*What to do*.
Of the material below, only the lines from the line containing "const OPERATORS: [(&str, Comparison);" down to the line containing "let found = match" belong in the answer, written out exactly.

★ ★ ★

#[derive(Debug, Clone, Copy, PartialEq)]
enum Comparison {
    Eq,
    Ne,
    Ge,
    Le,
    Gt,
    Lt,
}

// Longest operators first so `>=` is not read as `>`
const OPERATORS: [(&str, Comparison); 6] = [
    ("==", Comparison::Eq),
    ("!=", Comparison::Ne),
    (">=", Comparison::Ge),
    ("<=", Comparison::Le),
    (">", Comparison::Gt),
    ("<", Comparison::Lt),
];

#[derive(Debug, Clone, PartialEq)]
enum Operand {
    Parent(String),
    Param(String),
    Context(String),
    Literal(Value),
}

impl Operand {
    fn parse(raw: &str) -> std::result::Result<Self, String> {
        let raw = raw.trim();
        if raw.is_empty() {
            return Err("missing operand".to_string());
        }
        if let Some(reference) = raw
            .strip_prefix(PLACEHOLDER_OPEN)
            .and_then(|r| r.strip_suffix('}'))
        {
            let (scope, path) = reference.trim().split_once('.').unwrap_or((reference.trim(), ""));
            if path.is_empty() {
                return Err(format!("reference '{}' has no path", raw));
            }
            return match scope {
                "parent" => Ok(Operand::Parent(path.to_string())),
                "param" => Ok(Operand::Param(path.to_string())),
                "context" => Ok(Operand::Context(path.to_string())),
                other => Err(format!("unknown reference scope '{}'", other)),
            };
        }
        Ok(Operand::Literal(
            serde_json::from_str(raw).unwrap_or_else(|_| Value::String(raw.to_string())),
        ))
    }

    fn evaluate(&self, parent: &Record, parameter: &QueryParameter) -> Value {
        let found = match self {
            Operand::Parent(path) => value::resolve_in_record(parent, path),
            Operand::Param(path) => parameter.lookup(path),
            Operand::Context(path) => {
                let (head, rest) = path.split_once('.').unwrap_or((path, ""));
                parameter
                    .context
                    .get(head)
                    .and_then(|root| value::resolve_path(root, rest))
            }
            Operand::Literal(v) => Some(v.clone()),
        };
        found.unwrap_or(Value::Null)
    }
}

/// Find the first comparison operator outside references and string literals
fn split_comparison(source: &str) -> Option<(usize, &'static str, Comparison)> {
    let mut in_reference = false;
    let mut in_string = false;
    let mut escaped = false;
    for (i, ch) in source.char_indices() {
        if in_string {
            if escaped {
                escaped = false;
            } else if ch == '\\' {
                escaped = true;
            } else if ch == '"' {
                in_string = false;
            }
        } else if in_reference {
            if ch == '}' {
                in_reference = false;
            }
        } else if ch == '"' {
            in_string = true;
        } else if source[i..].starts_with(PLACEHOLDER_OPEN) {
            in_reference = true;
        } else if let Some((op, cmp)) = OPERATORS
            .iter()
            .find(|(op, _)| source[i..].starts_with(*op))
        {
            return Some((i, op, *cmp));
        }
    }
    None
}

struct TemplatePredicate {
    left: Operand,
    comparison: Option<(Comparison, Operand)>,
}

impl TemplatePredicate {
    fn compile(source: &str) -> std::result::Result<Self, String> {
        match split_comparison(source) {
            Some((at, op, cmp)) => Ok(Self {
                left: Operand::parse(&source[..at])?,
                comparison: Some((cmp, Operand::parse(&source[at + op.len()..])?)),
            }),
            None => Ok(Self {
                left: Operand::parse(source)?,
                comparison: None,
            }),
        }
    }
}

impl FetchPredicate for TemplatePredicate {
    fn test(&self, parent: &Record, parameter: &QueryParameter) -> Result<bool> {
        let left = self.left.evaluate(parent, parameter);
        let Some((cmp, right)) = &self.comparison else {
            return Ok(value::is_truthy(&left));
        };
        let right = right.evaluate(parent, parameter);
        let ordering = value::compare(&left, &right);
        Ok(match cmp {
            Comparison::Eq => value::loosely_equal(&left, &right),
            Comparison::Ne => !value::loosely_equal(&left, &right),
            Comparison::Gt => ordering.is_some_and(|o| o.is_gt()),
            Comparison::Ge => ordering.is_some_and(|o| o.is_ge()),
            Comparison::Lt => ordering.is_some_and(|o| o.is_lt()),
            Comparison::Le => ordering.is_some_and(|o| o.is_le()),
        })
    }
}

/// Projects each fetched record onto a dotted path
struct ProjectionInjection {
    path: String,
}

impl FetchInjection for ProjectionInjection {
    fn apply(&self, _parent: &Record, fetched: Vec<Value>) -> Result<Vec<Value>> {
        if self.path.is_empty() {
            return Ok(fetched);
        }
        Ok(fetched
            .iter()
            .filter_map(|item| value::resolve_path(item, &self.path))
            .collect())
    }
}

/// Renderer for the `template` dialect
pub struct TemplateRenderer;

impl ScriptRenderer for TemplateRenderer {
    fn dialect(&self) -> &str {
        TEMPLATE_DIALECT
    }

    fn compile(&self, query: &Query) -> Result<Arc<dyn CompiledScript>> {
        let mut segments = Vec::new();
        if let Some(common) = query.common_segment.as_deref() {
            if !common.trim().is_empty() {
                segments.extend(parse_template(query, common, Some("common segment"))?);
                segments.push(Segment::Text("\n".to_string()));
            }
        }
        segments.extend(parse_template(query, &query.script.code, None)?);
        Ok(Arc::new(CompiledTemplate { segments }))
    }

    fn compile_predicate(&self, query: &Query, script: &Script) -> Result<Arc<dyn FetchPredicate>> {
        TemplatePredicate::compile(&script.code)
            .map(|p| Arc::new(p) as Arc<dyn FetchPredicate>)
            .map_err(|message| {
                QueryError::render(
                    query.versioned_name(),
                    format!("invalid predicate: {}", message),
                    None,
                )
            })
    }

    fn compile_injection(&self, _query: &Query, script: &Script) -> Result<Arc<dyn FetchInjection>> {
        Ok(Arc::new(ProjectionInjection {
            path: script.code.trim().to_string(),
        }))
    }
}

#[cfg(test)]
mod tests {
    use super::*;
    use serde_json::json;

    fn render(query: &Query, parameter: &QueryParameter, style: BindStyle) -> Result<RenderedScript> {
        let compiled = TemplateRenderer.compile(query)?;
        compiled.render(&RenderContext {
            query,
            parameter,
            bind_style: style,
        })
    }

    fn query(code: &str) -> Query {
        Query::new("orders", Script::template(code))
    }

    #[test]
    fn test_positional_binds_expand_lists() {
        let q = query("SELECT * FROM orders WHERE status = ${status} AND id IN (${ids})");
        let param = QueryParameter::new().with_criteria(json!({"status": "open", "ids": [3, 4]}));

        let rendered = render(&q, &param, BindStyle::Dollar).unwrap();
        assert_eq!(
            rendered.body,
            "SELECT * FROM orders WHERE status = $1 AND id IN ($2, $3)"
        );
        assert_eq!(rendered.binds, vec![json!("open"), json!(3), json!(4)]);

        let rendered = render(&q, &param, BindStyle::Question).unwrap();
        assert!(rendered.body.ends_with("id IN (?, ?)"));
    }

    #[test]
    fn test_inline_binds_write_json() {
        let q = query(r#"{"query": {"term": {"status": ${status}}}}"#);
        let param = QueryParameter::new().with_criteria(json!({"status": "open"}));
        let rendered = render(&q, &param, BindStyle::Inline).unwrap();
        assert_eq!(rendered.body, r#"{"query": {"term": {"status": "open"}}}"#);
        assert!(rendered.binds.is_empty());
    }

    #[test]
    fn test_optional_sections() {
        let q = query("SELECT * FROM orders WHERE 1=1[[ AND status = ${status}]][[ AND owner = ${owner}]]");
        let param = QueryParameter::new().with_criteria(json!({"status": "open", "owner": null}));
        let rendered = render(&q, &param, BindStyle::Dollar).unwrap();
        assert_eq!(rendered.body, "SELECT * FROM orders WHERE 1=1 AND status = $1");
        assert_eq!(rendered.binds, vec![json!("open")]);
    }

    #[test]
    fn test_context_fallback() {
        let q = query("SELECT * FROM orders WHERE tenant = ${tenant.code}");
        let param = QueryParameter::new().with_context("tenant", json!({"code": "acme"}));
        let rendered = render(&q, &param, BindStyle::Dollar).unwrap();
        assert_eq!(rendered.binds, vec![json!("acme")]);
    }

    #[test]
    fn test_missing_value_reports_position() {
        let q = query("SELECT * FROM orders WHERE id = ${id}");
        let err = render(&q, &QueryParameter::new(), BindStyle::Dollar).unwrap_err();
        match err {
            QueryError::Render {
                query, position, ..
            } => {
                assert_eq!(query, "orders");
                assert_eq!(position, Some(32));
            }
            other => panic!("unexpected error: {:?}", other),
        }
    }

    #[test]
    fn test_unterminated_constructs_fail_compile() {
        let err = TemplateRenderer
            .compile(&query("SELECT ${id"))
            .err()
            .expect("placeholder is unterminated");
        assert!(matches!(err, QueryError::Render { position: Some(7), .. }));

        let err = TemplateRenderer
            .compile(&query("SELECT 1 [[ AND x = ${x}"))
            .err()
            .expect("section is unterminated");
        assert!(matches!(err, QueryError::Render { position: Some(9), .. }));
    }

    #[test]
    fn test_positions_refer_to_the_script_as_written() {
        let q = query("\n    SELECT *\n    FROM orders WHERE id = ${id}\n");
        let err = render(&q, &QueryParameter::new(), BindStyle::Dollar).unwrap_err();
        assert!(matches!(err, QueryError::Render { position: Some(41), .. }));

        let mut q = query("SELECT n FROM base");
        q.common_segment = Some("\n  WITH base AS (SELECT ${n".into());
        match TemplateRenderer.compile(&q).err().expect("common segment is unterminated") {
            QueryError::Render {
                message, position, ..
            } => {
                assert_eq!(position, Some(24));
                assert!(message.starts_with("common segment"));
            }
            other => panic!("unexpected error: {:?}", other),
        }
    }

    #[test]
    fn test_stray_section_close_is_text() {
        let q = query("SELECT ']]'");
        let rendered = render(&q, &QueryParameter::new(), BindStyle::Dollar).unwrap();
        assert_eq!(rendered.body, "SELECT ']]'");
    }

    #[test]
    fn test_common_segment_is_prepended() {
        let mut q = query("SELECT * FROM base");
        q.common_segment = Some("WITH base AS (SELECT ${n} AS n)".into());
        let param = QueryParameter::new().with_criteria(json!({"n": 1}));
        let rendered = render(&q, &param, BindStyle::Dollar).unwrap();
        assert_eq!(
            rendered.body,
            "WITH base AS (SELECT $1 AS n)\nSELECT * FROM base"
        );
    }

    #[test]
    fn test_predicates() {
        let q = query("x");
        let mut parent = Record::new();
        parent.insert("customerId".into(), json!(7));
        parent.insert("status".into(), json!("open"));
        let param = QueryParameter::new()
            .with_criteria(json!({"min": 5}))
            .with_context("expand", json!(true));

        let check = |code: &str| {
            TemplateRenderer
                .compile_predicate(&q, &Script::template(code))
                .unwrap()
                .test(&parent, &param)
                .unwrap()
        };

        assert!(check("${parent.customerId} >= ${param.min}"));
        assert!(check("${parent.status} == open"));
        assert!(check(r#"${parent.status} != "closed""#));
        assert!(!check("${parent.customerId} < 7"));
        assert!(check("${context.expand}"));
        assert!(!check("${parent.missing}"));
    }

    #[test]
    fn test_invalid_predicate() {
        let q = query("x");
        let err = TemplateRenderer
            .compile_predicate(&q, &Script::template("${row.id} == 1"))
            .err()
            .expect("scope is unknown");
        assert!(matches!(err, QueryError::Render { .. }));
    }

    #[test]
    fn test_projection_injection() {
        let q = query("x");
        let injection = TemplateRenderer
            .compile_injection(&q, &Script::template("address.city"))
            .unwrap();
        let fetched = vec![
            json!({"address": {"city": "Oslo"}}),
            json!({"address": {}}),
            json!({"address": {"city": "Bergen"}}),
        ];
        assert_eq!(
            injection.apply(&Record::new(), fetched).unwrap(),
            vec![json!("Oslo"), json!("Bergen")]
        );
    }
}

★ ★ ★

*Final answer*.
const OPERATORS: [(&str, Comparison); 6] = [
    ("==", Comparison::Eq),
    ("!=", Comparison::Ne),
    (">=", Comparison::Ge),
    ("<=", Comparison::Le),
    (">", Comparison::Gt),
    ("<", Comparison::Lt),
];

#[derive(Debug, Clone, PartialEq)]
enum Operand {
    Parent(String),
    Param(String),
    Context(String),
    Literal(Value),
}

impl Operand {
    fn parse(raw: &str) -> std::result::Result<Self, String> {
        let raw = raw.trim();
        if raw.is_empty() {
            return Err("missing operand".to_string());
        }
        if let Some(reference) = raw
            .strip_prefix(PLACEHOLDER_OPEN)
            .and_then(|r| r.strip_suffix('}'))
        {
            let (scope, path) = reference.trim().split_once('.').unwrap_or((reference.trim(), ""));
            if path.is_empty() {
                return Err(format!("reference '{}' has no path", raw));
            }
            return match scope {
                "parent" => Ok(Operand::Parent(path.to_string())),
                "param" => Ok(Operand::Param(path.to_string())),
                "context" => Ok(Operand::Context(path.to_string())),
                other => Err(format!("unknown reference scope '{}'", other)),
            };
        }
        Ok(Operand::Literal(
            serde_json::from_str(raw).unwrap_or_else(|_| Value::String(raw.to_string())),
        ))
    }

    fn evaluate(&self, parent: &Record, parameter: &QueryParameter) -> Value {
        let found = match self {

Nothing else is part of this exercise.